Collected data:
____________________

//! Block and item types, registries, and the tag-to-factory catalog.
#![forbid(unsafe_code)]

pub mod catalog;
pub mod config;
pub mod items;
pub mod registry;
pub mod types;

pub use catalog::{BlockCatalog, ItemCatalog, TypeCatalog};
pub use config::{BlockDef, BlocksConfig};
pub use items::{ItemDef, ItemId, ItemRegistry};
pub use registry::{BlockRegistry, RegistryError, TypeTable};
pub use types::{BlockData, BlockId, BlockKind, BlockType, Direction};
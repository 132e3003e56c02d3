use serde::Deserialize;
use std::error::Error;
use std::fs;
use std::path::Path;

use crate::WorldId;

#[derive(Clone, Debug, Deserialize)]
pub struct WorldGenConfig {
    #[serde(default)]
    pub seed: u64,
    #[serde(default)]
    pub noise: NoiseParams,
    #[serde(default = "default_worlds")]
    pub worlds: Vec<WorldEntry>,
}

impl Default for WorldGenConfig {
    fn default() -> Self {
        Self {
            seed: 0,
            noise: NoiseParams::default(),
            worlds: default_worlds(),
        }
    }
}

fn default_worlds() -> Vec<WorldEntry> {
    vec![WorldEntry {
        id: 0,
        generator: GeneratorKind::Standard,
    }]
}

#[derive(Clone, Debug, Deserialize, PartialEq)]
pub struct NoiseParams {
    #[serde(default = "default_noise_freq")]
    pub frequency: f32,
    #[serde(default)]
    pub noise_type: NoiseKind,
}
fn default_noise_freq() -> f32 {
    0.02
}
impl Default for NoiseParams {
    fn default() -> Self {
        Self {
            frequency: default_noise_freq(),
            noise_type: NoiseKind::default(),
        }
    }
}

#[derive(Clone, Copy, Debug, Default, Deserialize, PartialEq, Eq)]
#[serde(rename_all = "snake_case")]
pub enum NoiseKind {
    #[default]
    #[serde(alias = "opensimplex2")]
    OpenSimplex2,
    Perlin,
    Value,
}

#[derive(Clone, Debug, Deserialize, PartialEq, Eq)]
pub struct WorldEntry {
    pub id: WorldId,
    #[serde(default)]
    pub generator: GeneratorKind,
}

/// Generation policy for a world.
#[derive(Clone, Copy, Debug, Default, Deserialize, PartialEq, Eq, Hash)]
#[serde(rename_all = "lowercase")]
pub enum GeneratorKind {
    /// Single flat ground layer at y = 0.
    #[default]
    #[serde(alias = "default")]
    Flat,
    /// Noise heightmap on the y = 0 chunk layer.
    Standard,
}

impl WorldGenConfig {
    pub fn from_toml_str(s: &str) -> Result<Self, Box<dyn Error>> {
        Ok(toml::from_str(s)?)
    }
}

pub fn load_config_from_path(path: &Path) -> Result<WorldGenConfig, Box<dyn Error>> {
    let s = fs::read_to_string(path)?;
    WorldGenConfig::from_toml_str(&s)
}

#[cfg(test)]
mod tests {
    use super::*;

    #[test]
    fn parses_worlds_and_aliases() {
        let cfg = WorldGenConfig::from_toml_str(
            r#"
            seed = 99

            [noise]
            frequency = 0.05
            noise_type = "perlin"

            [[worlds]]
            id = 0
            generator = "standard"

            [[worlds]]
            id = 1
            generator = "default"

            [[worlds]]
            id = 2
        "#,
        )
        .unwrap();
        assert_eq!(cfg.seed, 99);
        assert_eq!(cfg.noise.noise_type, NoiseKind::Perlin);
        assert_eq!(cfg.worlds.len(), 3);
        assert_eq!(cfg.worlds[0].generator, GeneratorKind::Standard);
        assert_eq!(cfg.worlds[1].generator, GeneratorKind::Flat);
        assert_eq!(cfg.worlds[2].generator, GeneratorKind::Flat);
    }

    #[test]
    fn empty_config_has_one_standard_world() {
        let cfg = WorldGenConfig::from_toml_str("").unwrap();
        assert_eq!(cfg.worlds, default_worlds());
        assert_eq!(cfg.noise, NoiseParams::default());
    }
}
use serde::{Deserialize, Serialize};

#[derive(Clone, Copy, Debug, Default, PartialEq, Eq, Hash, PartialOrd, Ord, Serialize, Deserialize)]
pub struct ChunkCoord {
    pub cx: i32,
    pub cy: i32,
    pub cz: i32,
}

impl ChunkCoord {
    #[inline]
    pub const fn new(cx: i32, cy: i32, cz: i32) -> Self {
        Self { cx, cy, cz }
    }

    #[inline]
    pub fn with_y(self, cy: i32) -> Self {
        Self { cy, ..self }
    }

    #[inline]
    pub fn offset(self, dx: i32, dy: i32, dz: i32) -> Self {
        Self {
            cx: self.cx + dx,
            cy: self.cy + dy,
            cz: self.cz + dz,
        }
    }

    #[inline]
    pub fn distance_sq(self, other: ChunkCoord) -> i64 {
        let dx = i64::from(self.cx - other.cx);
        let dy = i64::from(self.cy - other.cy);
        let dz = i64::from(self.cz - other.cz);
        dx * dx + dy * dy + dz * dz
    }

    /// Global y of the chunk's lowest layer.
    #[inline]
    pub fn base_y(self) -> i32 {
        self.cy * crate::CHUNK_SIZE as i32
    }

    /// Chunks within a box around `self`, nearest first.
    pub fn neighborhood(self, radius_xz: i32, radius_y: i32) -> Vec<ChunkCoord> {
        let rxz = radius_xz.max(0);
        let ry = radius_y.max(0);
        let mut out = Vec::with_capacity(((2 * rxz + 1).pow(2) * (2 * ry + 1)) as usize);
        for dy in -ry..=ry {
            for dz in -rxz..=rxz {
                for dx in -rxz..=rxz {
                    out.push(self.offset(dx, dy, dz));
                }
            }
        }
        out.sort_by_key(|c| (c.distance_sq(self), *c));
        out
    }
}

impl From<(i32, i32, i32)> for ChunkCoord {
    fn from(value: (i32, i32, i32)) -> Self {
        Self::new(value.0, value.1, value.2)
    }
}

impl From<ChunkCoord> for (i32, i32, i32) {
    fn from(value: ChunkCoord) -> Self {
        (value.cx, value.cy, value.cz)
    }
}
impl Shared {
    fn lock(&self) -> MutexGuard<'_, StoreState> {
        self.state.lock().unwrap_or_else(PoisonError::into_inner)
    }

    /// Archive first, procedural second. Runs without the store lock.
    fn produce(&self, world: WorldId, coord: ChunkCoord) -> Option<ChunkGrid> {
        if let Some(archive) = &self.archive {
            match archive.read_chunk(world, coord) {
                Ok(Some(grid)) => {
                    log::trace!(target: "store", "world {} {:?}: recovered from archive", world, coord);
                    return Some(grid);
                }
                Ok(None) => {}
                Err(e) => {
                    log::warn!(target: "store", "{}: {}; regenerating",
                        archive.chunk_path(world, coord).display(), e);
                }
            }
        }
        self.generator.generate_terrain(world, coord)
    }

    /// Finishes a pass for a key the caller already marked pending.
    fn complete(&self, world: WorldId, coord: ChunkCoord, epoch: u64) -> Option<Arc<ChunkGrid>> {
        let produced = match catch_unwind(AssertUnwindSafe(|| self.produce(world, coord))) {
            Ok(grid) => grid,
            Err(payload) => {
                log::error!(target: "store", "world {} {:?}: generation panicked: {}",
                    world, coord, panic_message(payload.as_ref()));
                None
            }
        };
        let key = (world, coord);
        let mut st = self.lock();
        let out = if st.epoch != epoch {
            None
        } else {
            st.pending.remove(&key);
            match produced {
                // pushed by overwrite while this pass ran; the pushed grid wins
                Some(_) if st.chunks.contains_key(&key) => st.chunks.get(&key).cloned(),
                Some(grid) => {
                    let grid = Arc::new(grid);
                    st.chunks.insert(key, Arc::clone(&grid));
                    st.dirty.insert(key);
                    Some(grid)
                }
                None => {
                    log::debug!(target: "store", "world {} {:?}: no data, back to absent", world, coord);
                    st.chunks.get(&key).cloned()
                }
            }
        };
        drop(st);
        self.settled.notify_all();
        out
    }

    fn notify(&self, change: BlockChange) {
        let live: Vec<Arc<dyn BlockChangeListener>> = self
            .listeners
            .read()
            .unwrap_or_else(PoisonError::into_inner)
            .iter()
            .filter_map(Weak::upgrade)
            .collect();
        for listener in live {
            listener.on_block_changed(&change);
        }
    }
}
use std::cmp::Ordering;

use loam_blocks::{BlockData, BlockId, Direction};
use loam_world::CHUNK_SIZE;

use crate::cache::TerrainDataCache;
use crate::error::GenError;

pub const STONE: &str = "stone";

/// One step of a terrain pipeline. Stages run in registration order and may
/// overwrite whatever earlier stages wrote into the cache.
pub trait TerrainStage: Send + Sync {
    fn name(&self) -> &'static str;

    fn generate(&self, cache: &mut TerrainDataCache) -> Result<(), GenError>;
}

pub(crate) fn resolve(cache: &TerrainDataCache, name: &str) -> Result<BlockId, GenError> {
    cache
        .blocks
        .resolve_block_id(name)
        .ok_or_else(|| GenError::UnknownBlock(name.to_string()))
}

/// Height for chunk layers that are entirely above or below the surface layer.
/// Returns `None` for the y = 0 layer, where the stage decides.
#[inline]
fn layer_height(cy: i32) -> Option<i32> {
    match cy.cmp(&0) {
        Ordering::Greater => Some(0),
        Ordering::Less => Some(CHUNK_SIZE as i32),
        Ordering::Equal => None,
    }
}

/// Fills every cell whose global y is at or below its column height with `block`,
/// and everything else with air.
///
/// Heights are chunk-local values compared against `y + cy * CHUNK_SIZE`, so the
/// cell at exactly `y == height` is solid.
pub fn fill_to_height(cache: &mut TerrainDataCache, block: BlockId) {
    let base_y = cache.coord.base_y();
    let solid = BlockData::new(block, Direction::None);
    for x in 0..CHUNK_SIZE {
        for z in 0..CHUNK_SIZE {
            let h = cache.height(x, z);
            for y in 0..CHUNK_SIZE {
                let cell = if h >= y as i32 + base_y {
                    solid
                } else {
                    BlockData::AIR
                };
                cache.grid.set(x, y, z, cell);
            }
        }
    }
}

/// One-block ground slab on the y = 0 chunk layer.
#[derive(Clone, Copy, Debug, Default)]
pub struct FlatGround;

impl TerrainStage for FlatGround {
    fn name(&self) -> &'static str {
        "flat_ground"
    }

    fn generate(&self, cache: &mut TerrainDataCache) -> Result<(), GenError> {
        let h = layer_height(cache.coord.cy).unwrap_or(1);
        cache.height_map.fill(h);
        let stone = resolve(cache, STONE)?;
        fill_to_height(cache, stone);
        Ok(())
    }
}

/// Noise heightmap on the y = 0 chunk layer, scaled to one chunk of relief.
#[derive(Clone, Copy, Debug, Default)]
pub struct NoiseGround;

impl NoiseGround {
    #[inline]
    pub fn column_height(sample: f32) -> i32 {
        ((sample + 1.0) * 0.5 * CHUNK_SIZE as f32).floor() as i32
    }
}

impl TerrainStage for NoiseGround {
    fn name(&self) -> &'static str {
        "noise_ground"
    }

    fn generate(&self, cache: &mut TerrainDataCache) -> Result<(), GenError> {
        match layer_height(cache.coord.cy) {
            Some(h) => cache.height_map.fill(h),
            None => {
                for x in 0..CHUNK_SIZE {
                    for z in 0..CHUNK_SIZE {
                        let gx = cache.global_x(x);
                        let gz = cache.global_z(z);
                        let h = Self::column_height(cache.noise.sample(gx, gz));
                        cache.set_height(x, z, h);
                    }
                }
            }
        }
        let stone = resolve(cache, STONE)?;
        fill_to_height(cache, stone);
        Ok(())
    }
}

____________________

Each line holding the word "TerrainDataCache" must be pulled from the records.

* _ANSWER SECTION_
use crate::cache::TerrainDataCache;
    fn generate(&self, cache: &mut TerrainDataCache) -> Result<(), GenError>;
pub(crate) fn resolve(cache: &TerrainDataCache, name: &str) -> Result<BlockId, GenError> {
pub fn fill_to_height(cache: &mut TerrainDataCache, block: BlockId) {
    fn generate(&self, cache: &mut TerrainDataCache) -> Result<(), GenError> {
    fn generate(&self, cache: &mut TerrainDataCache) -> Result<(), GenError> {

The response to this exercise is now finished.